AIM OF THE EXERCISE =>
Below are records; how many of their lines contain "OperationKey"? Reply with the number and no other words.

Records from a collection

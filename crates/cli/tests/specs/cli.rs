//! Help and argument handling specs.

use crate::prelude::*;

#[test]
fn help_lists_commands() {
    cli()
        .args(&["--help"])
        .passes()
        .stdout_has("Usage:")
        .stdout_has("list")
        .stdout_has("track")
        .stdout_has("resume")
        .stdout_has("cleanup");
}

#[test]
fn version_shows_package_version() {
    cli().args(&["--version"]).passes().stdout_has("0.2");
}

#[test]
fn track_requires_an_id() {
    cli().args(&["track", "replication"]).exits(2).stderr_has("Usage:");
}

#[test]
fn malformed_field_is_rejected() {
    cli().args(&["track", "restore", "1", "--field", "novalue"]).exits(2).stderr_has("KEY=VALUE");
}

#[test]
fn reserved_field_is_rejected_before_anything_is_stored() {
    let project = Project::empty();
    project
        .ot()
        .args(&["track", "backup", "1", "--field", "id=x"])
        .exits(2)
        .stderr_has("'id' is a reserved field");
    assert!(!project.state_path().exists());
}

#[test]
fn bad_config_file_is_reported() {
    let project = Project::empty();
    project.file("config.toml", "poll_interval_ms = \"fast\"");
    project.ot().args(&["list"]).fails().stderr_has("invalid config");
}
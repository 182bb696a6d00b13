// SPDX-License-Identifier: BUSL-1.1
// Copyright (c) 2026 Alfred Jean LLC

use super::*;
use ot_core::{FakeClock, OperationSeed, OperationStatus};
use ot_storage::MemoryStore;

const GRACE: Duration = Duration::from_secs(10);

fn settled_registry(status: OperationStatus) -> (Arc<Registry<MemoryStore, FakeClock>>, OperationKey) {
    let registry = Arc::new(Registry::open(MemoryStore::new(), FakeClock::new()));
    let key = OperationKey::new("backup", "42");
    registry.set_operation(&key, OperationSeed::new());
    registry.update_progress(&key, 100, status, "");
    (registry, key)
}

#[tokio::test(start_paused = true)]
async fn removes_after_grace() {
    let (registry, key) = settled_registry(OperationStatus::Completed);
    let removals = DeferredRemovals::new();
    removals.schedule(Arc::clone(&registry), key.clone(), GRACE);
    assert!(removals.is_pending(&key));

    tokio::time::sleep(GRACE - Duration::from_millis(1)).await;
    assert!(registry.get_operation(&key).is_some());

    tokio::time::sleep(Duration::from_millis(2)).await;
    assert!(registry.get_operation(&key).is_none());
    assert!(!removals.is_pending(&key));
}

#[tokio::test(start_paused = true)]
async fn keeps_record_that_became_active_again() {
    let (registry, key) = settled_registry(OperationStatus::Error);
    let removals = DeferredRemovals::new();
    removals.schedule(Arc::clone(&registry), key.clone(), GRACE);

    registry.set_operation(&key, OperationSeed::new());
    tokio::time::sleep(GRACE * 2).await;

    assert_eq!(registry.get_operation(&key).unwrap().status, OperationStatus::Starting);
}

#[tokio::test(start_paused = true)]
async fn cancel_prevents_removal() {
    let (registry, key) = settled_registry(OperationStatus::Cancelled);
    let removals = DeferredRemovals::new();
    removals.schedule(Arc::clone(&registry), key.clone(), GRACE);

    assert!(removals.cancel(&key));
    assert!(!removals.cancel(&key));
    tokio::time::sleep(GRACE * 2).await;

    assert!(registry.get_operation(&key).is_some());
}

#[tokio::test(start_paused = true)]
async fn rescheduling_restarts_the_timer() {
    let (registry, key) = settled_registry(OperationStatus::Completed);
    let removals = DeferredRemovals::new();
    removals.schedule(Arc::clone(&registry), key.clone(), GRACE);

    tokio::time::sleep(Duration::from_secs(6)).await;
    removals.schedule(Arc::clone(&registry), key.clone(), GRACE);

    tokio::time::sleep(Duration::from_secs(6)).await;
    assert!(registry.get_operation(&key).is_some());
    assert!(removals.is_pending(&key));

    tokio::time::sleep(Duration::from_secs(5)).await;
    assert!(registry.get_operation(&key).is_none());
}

EXPECTED ANSWER =>
2